“The Israeli-Palestinian peace process has come to a virtual halt,” announced Marc Schneier, who played host to the New York premiere of The Other Son on Wednesday. This, according to him, is why Barack Obama and Mitt Romney neglected to mention the peace process at Monday’s foreign policy debate, despite mentioning Israel over 30 times. “I would respectfully suggest that the powers that be watch this film,” Schneier said. “It portrays the human aspect of this ongoing and terrible conflict.”
While Barack and Mitt have nothing to learn, policy-wise, from The Other Son, Schneier’s right to suggest the film is valuable as an exercise in human empathy. As Israeli teen musician Joseph (Jules Sitruk) prepares for military service, a blood test reveals he’s not his parents’ biological son; instead, he was accidentally switched at birth with Yacine (Mehdi Dehbi), an aspiring med student who’s been raised as a Palestinian in the West Bank. The discovery forces the boys to reassess their values and identities, as they realize the people they’ve been taught to hate are, in fact, themselves.
With the exception of Yacine’s fundamentalist brother—an increasingly popular stock character in Middle Eastern movies (see: Circumstance)—the film is refreshingly free of stereotypes. But there’s no shortage of ham-fisted dialogue (“As you see, our villages are still imprisoned, our land cut in two”) and heavy-handed symbolism (Joseph and Yacine are “Isaac and Ishmael, the children of Abraham,” as Yacine explicitly points out). The second act sags as the characters emote while staring out over melancholy vistas, and the feel-good ending reveals the film’s obvious didactic intent. And then there’s the whole babies-switched-at-birth plot device, that staple of daytime drama.
Nevertheless, those looking for deeper philosophical insights in this movie will find them. The switched-at-birth scenario, contrived as it is, allows director Lorraine Lévy to explore ways in which the oppressed is sometimes better off than the oppressor. When Yacine tells Joseph that, had they not been switched, “I might have been a jerk like you, obsessed with clubs and clothes,” the viewer is reminded of Mark Twain’s Pudd’nhead Wilson, another switched-at-birth tale in which the black boy who’s raised white gets corrupted by his power, while the white boy who’s raised black is saved by his suffering from moral bankruptcy.

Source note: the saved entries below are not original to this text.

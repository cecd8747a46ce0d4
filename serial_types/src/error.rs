use crate::wire::{TypeTag, WireType};
use thiserror::Error;

pub type SerialResult<T> = Result<T, SerialError>;

#[derive(Error, Debug)]
pub enum SerialError {
    /// Fewer bytes remain than a primitive read requires.
    #[error("Stream truncated at position {position}: {needed} bytes needed, {remaining} remaining.")]
    Truncated {
        position: usize,
        needed: usize,
        remaining: usize,
    },

    /// A field read ran into the end of the enclosing object.
    #[error("Expected object field of type {expected} but found the end of the object at position {position}.")]
    OptionalField { expected: WireType, position: usize },

    /// A header is present but of another type than the one expected.
    #[error("Expected value of type {expected} but found {actual} at position {position}.")]
    TypeMismatch {
        expected: WireType,
        actual: TypeTag,
        position: usize,
    },

    #[error("Version number found ({found}) is greater than the maximum supported value ({max}).")]
    Version { found: u32, max: u32 },

    #[error("{0}")]
    Structural(String),

    #[error("Values with null in the first field are ambiguous.")]
    NullAmbiguity,

    #[error("The builder configuration is invalid: {0}")]
    Validation(String),

    #[error("No serializer is registered for {0}.")]
    UnregisteredVariant(String),

    #[error("Invalid serialized data: {cause}\n{dump}")]
    Serialization {
        #[source]
        cause: Box<SerialError>,
        dump: String,
    },
}

impl SerialError {
    pub fn structural(msg: impl Into<String>) -> Self {
        Self::Structural(msg.into())
    }

    /// Whether this fault means "the object holds no more fields".
    ///
    /// Only the versioned object read boundary may act on this;
    /// everywhere else these faults are fatal like any other.
    pub fn is_end_of_fields(&self) -> bool {
        matches!(self, Self::OptionalField { .. } | Self::Truncated { .. })
    }
}
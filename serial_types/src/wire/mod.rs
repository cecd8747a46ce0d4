//! # Serialization format
//!
//! A serialized stream is a sequence of units. Every unit starts with one header byte,
//! which packs a `wire_type` in the high 5 bits and a `subtype` in the low 3 bits.
//!
//! ```text
//! header := (wire_type << 3) | subtype
//! ```
//!
//! Subtype 0 always means "the default value; no payload follows".
//! For integer-like payloads (int, long, object version, string and byte-array lengths)
//! the subtype carries the width of the payload, which follows the header big-endian.
//!
//! ```text
//! subtype:    0 => no payload, value 0
//!             1 => u8
//!             2 => u16
//!             3 => i32
//!             4 => i64          (long only)
//! ```
//!
//! A long whose high 32 bits are all zero is written through the int subtypes,
//! and is read back as the unsigned 32-bit value. Every other long takes subtype 4.
//!
//! The units, by `wire_type`:
//!
//! ```text
//! struct Byte         { header: u8,   body: [u8; 0 or 1] }
//! struct Int          { header: u8,   body: [u8; 0, 1, 2 or 4] }
//! struct Long         { header: u8,   body: [u8; 0, 1, 2, 4 or 8] }
//! struct Float        { header: u8,   body: [u8; 0 or 4] }
//! struct Double       { header: u8,   body: [u8; 0 or 8] }
//! struct Boolean      { header: u8 }                          // subtype 0 or 1
//! struct Null         { header: u8 }
//! struct AsciiString  { header: u8,   len: int_payload,   body: [u8; len] }
//! struct Utf8String   { header: u8,   len: int_payload,   body: utf8 bytes }
//! struct ByteArray    { header: u8,   len: int_payload,   body: [u8; len] }
//!
//! struct Object {
//!     start:      StartObject { header: u8, version: int_payload }
//!              or StartObjectDebug { header: u8, version: int_payload, class_name: String },
//!     fields:     Unit*,
//!     end:        EndObject { header: u8 },
//! }
//! ```
//!
//! String lengths count UTF-16 code units. A supplementary code point is one 4-byte
//! UTF-8 sequence that accounts for two units of the length.
//!
//! Objects carry no length prefix. Skipping one means counting start and end markers.

mod header;
mod reader;
mod wire_type;
mod writer;

pub use header::*;
pub use reader::*;
pub use wire_type::*;
pub use writer::*;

In its original French, the film’s title—Le Fils de L’Autre (literally, The Son of the Other)—is also philosophically loaded. L’Autre calls to mind Levinas and other continental philosophers who used the term to designate the process by which a group excludes and subordinates an “Other.” So, when Joseph learns he’s not an Israeli but a Palestinian, he realizes he’s been “othering” Palestinians all his life. If you bear this resonance in mind, his epiphanic utterance—and the film as a whole—will hit you hard: “You mean, I’m the Other? And the Other is me?” Yes, Joseph. Exactly.
The Other Son opens Friday, October 26, 2012.